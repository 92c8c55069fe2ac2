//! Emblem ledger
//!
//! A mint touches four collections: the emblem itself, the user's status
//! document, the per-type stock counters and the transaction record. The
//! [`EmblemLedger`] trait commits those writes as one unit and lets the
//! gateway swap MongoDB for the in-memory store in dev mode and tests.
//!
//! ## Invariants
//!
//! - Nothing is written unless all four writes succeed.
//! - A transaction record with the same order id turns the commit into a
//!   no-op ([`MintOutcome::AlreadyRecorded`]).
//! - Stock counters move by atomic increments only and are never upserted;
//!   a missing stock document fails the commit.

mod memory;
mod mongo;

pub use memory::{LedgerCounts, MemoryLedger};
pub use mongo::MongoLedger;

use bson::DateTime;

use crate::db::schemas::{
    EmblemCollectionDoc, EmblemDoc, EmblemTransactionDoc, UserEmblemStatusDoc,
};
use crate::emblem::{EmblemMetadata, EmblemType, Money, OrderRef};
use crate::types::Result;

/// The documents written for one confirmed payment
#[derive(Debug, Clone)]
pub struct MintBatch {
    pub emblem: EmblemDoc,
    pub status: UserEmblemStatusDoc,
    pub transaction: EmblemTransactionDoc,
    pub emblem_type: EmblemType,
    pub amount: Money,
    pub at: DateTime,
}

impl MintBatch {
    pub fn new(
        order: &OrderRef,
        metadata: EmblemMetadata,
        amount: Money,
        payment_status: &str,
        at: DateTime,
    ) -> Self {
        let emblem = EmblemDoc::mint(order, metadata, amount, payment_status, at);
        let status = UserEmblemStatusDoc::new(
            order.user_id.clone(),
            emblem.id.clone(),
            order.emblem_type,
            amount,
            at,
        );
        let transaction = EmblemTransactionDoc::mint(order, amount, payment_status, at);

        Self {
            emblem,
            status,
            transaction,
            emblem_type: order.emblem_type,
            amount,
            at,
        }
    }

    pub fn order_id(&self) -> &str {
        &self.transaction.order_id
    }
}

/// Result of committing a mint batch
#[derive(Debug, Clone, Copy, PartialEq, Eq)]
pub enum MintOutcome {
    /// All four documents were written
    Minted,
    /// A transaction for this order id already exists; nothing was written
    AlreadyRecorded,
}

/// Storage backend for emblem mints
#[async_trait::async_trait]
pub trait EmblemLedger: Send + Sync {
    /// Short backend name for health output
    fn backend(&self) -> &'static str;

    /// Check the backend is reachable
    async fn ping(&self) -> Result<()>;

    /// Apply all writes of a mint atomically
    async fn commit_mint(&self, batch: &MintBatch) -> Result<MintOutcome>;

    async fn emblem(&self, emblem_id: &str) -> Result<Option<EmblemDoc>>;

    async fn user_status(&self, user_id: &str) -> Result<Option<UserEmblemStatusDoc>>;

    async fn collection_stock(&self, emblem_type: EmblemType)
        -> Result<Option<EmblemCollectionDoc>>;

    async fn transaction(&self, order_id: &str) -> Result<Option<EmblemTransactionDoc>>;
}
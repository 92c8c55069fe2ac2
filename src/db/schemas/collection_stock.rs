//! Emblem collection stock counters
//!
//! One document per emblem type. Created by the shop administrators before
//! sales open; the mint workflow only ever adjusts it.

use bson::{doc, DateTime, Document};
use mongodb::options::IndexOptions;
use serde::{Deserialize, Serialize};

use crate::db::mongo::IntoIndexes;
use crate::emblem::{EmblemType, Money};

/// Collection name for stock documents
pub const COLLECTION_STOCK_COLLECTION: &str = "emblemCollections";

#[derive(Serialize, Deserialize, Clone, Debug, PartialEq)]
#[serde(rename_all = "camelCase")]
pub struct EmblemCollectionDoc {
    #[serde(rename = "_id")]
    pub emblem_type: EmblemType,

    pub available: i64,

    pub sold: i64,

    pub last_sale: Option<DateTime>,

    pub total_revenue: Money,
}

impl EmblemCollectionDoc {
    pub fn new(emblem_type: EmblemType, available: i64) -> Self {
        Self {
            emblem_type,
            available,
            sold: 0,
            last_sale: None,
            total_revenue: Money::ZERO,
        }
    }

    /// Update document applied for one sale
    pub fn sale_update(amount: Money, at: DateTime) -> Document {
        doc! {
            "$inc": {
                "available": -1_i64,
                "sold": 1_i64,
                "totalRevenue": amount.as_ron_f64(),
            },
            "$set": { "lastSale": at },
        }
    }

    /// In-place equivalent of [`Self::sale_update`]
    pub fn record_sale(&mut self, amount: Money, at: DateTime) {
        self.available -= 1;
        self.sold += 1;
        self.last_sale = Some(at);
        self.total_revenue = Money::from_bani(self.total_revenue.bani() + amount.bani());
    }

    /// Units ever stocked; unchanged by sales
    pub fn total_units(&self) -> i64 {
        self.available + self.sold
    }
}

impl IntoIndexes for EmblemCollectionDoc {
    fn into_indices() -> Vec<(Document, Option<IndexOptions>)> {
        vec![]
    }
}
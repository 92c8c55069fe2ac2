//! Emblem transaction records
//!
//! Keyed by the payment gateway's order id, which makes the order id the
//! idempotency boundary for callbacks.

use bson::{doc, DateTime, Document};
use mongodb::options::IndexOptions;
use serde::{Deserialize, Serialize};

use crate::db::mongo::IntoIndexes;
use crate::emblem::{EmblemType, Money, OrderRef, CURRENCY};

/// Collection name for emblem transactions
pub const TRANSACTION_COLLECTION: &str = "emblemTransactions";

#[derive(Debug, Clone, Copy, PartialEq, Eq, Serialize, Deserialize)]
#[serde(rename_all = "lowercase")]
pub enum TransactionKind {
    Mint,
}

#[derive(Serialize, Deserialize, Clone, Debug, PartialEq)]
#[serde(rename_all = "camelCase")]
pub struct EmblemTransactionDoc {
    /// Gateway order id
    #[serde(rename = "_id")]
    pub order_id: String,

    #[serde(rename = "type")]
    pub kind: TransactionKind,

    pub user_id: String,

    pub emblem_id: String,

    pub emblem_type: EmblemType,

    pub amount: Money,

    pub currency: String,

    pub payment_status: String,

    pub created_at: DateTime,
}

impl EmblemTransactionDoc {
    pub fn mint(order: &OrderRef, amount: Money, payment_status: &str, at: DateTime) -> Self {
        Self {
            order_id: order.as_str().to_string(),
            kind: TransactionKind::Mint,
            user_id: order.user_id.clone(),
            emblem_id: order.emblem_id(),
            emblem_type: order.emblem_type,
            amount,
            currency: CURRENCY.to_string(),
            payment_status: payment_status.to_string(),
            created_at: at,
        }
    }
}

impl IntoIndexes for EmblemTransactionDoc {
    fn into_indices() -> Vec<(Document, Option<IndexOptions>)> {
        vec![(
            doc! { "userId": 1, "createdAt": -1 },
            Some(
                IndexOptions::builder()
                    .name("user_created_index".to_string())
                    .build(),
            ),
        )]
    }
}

(Required work)
Keeping every line exactly as it is, retype the entries shown above.

(Answer to the problem)
repository 92c8c55069fe2ac2
//! Emblem ledger
//!
//! A mint touches four collections: the emblem itself, the user's status
//! document, the per-type stock counters and the transaction record. The
//! [`EmblemLedger`] trait commits those writes as one unit and lets the
//! gateway swap MongoDB for the in-memory store in dev mode and tests.
//!
//! ## Invariants
//!
//! - Nothing is written unless all four writes succeed.
//! - A transaction record with the same order id turns the commit into a
//!   no-op ([`MintOutcome::AlreadyRecorded`]).
//! - Stock counters move by atomic increments only and are never upserted;
//!   a missing stock document fails the commit.

mod memory;
mod mongo;

pub use memory::{LedgerCounts, MemoryLedger};
pub use mongo::MongoLedger;

use bson::DateTime;

use crate::db::schemas::{
    EmblemCollectionDoc, EmblemDoc, EmblemTransactionDoc, UserEmblemStatusDoc,
};
use crate::emblem::{EmblemMetadata, EmblemType, Money, OrderRef};
use crate::types::Result;

/// The documents written for one confirmed payment
#[derive(Debug, Clone)]
pub struct MintBatch {
    pub emblem: EmblemDoc,
    pub status: UserEmblemStatusDoc,
    pub transaction: EmblemTransactionDoc,
    pub emblem_type: EmblemType,
    pub amount: Money,
    pub at: DateTime,
}

impl MintBatch {
    pub fn new(
        order: &OrderRef,
        metadata: EmblemMetadata,
        amount: Money,
        payment_status: &str,
        at: DateTime,
    ) -> Self {
        let emblem = EmblemDoc::mint(order, metadata, amount, payment_status, at);
        let status = UserEmblemStatusDoc::new(
            order.user_id.clone(),
            emblem.id.clone(),
            order.emblem_type,
            amount,
            at,
        );
        let transaction = EmblemTransactionDoc::mint(order, amount, payment_status, at);

        Self {
            emblem,
            status,
            transaction,
            emblem_type: order.emblem_type,
            amount,
            at,
        }
    }

    pub fn order_id(&self) -> &str {
        &self.transaction.order_id
    }
}

/// Result of committing a mint batch
#[derive(Debug, Clone, Copy, PartialEq, Eq)]
pub enum MintOutcome {
    /// All four documents were written
    Minted,
    /// A transaction for this order id already exists; nothing was written
    AlreadyRecorded,
}

/// Storage backend for emblem mints
#[async_trait::async_trait]
pub trait EmblemLedger: Send + Sync {
    /// Short backend name for health output
    fn backend(&self) -> &'static str;

    /// Check the backend is reachable
    async fn ping(&self) -> Result<()>;

    /// Apply all writes of a mint atomically
    async fn commit_mint(&self, batch: &MintBatch) -> Result<MintOutcome>;

    async fn emblem(&self, emblem_id: &str) -> Result<Option<EmblemDoc>>;

    async fn user_status(&self, user_id: &str) -> Result<Option<UserEmblemStatusDoc>>;

    async fn collection_stock(&self, emblem_type: EmblemType)
        -> Result<Option<EmblemCollectionDoc>>;

    async fn transaction(&self, order_id: &str) -> Result<Option<EmblemTransactionDoc>>;
}
repository 92c8c55069fe2ac2
filename src/db/schemas/collection_stock.rs
//! Emblem collection stock counters
//!
//! One document per emblem type. Created by the shop administrators before
//! sales open; the mint workflow only ever adjusts it.

use bson::{doc, DateTime, Document};
use mongodb::options::IndexOptions;
use serde::{Deserialize, Serialize};

use crate::db::mongo::IntoIndexes;
use crate::emblem::{EmblemType, Money};

/// Collection name for stock documents
pub const COLLECTION_STOCK_COLLECTION: &str = "emblemCollections";

#[derive(Serialize, Deserialize, Clone, Debug, PartialEq)]
#[serde(rename_all = "camelCase")]
pub struct EmblemCollectionDoc {
    #[serde(rename = "_id")]
    pub emblem_type: EmblemType,

    pub available: i64,

    pub sold: i64,

    pub last_sale: Option<DateTime>,

    pub total_revenue: Money,
}

impl EmblemCollectionDoc {
    pub fn new(emblem_type: EmblemType, available: i64) -> Self {
        Self {
            emblem_type,
            available,
            sold: 0,
            last_sale: None,
            total_revenue: Money::ZERO,
        }
    }

    /// Update document applied for one sale
    pub fn sale_update(amount: Money, at: DateTime) -> Document {
        doc! {
            "$inc": {
                "available": -1_i64,
                "sold": 1_i64,
                "totalRevenue": amount.as_ron_f64(),
            },
            "$set": { "lastSale": at },
        }
    }

    /// In-place equivalent of [`Self::sale_update`]
    pub fn record_sale(&mut self, amount: Money, at: DateTime) {
        self.available -= 1;
        self.sold += 1;
        self.last_sale = Some(at);
        self.total_revenue = Money::from_bani(self.total_revenue.bani() + amount.bani());
    }

    /// Units ever stocked; unchanged by sales
    pub fn total_units(&self) -> i64 {
        self.available + self.sold
    }
}

impl IntoIndexes for EmblemCollectionDoc {
    fn into_indices() -> Vec<(Document, Option<IndexOptions>)> {
        vec![]
    }
}
repository 92c8c55069fe2ac2
//! Emblem transaction records
//!
//! Keyed by the payment gateway's order id, which makes the order id the
//! idempotency boundary for callbacks.

use bson::{doc, DateTime, Document};
use mongodb::options::IndexOptions;
use serde::{Deserialize, Serialize};

use crate::db::mongo::IntoIndexes;
use crate::emblem::{EmblemType, Money, OrderRef, CURRENCY};

/// Collection name for emblem transactions
pub const TRANSACTION_COLLECTION: &str = "emblemTransactions";

#[derive(Debug, Clone, Copy, PartialEq, Eq, Serialize, Deserialize)]
#[serde(rename_all = "lowercase")]
pub enum TransactionKind {
    Mint,
}

#[derive(Serialize, Deserialize, Clone, Debug, PartialEq)]
#[serde(rename_all = "camelCase")]
pub struct EmblemTransactionDoc {
    /// Gateway order id
    #[serde(rename = "_id")]
    pub order_id: String,

    #[serde(rename = "type")]
    pub kind: TransactionKind,

    pub user_id: String,

    pub emblem_id: String,

    pub emblem_type: EmblemType,

    pub amount: Money,

    pub currency: String,

    pub payment_status: String,

    pub created_at: DateTime,
}

impl EmblemTransactionDoc {
    pub fn mint(order: &OrderRef, amount: Money, payment_status: &str, at: DateTime) -> Self {
        Self {
            order_id: order.as_str().to_string(),
            kind: TransactionKind::Mint,
            user_id: order.user_id.clone(),
            emblem_id: order.emblem_id(),
            emblem_type: order.emblem_type,
            amount,
            currency: CURRENCY.to_string(),
            payment_status: payment_status.to_string(),
            created_at: at,
        }
    }
}

impl IntoIndexes for EmblemTransactionDoc {
    fn into_indices() -> Vec<(Document, Option<IndexOptions>)> {
        vec![(
            doc! { "userId": 1, "createdAt": -1 },
            Some(
                IndexOptions::builder()
                    .name("user_created_index".to_string())
                    .build(),
            ),
        )]
    }
}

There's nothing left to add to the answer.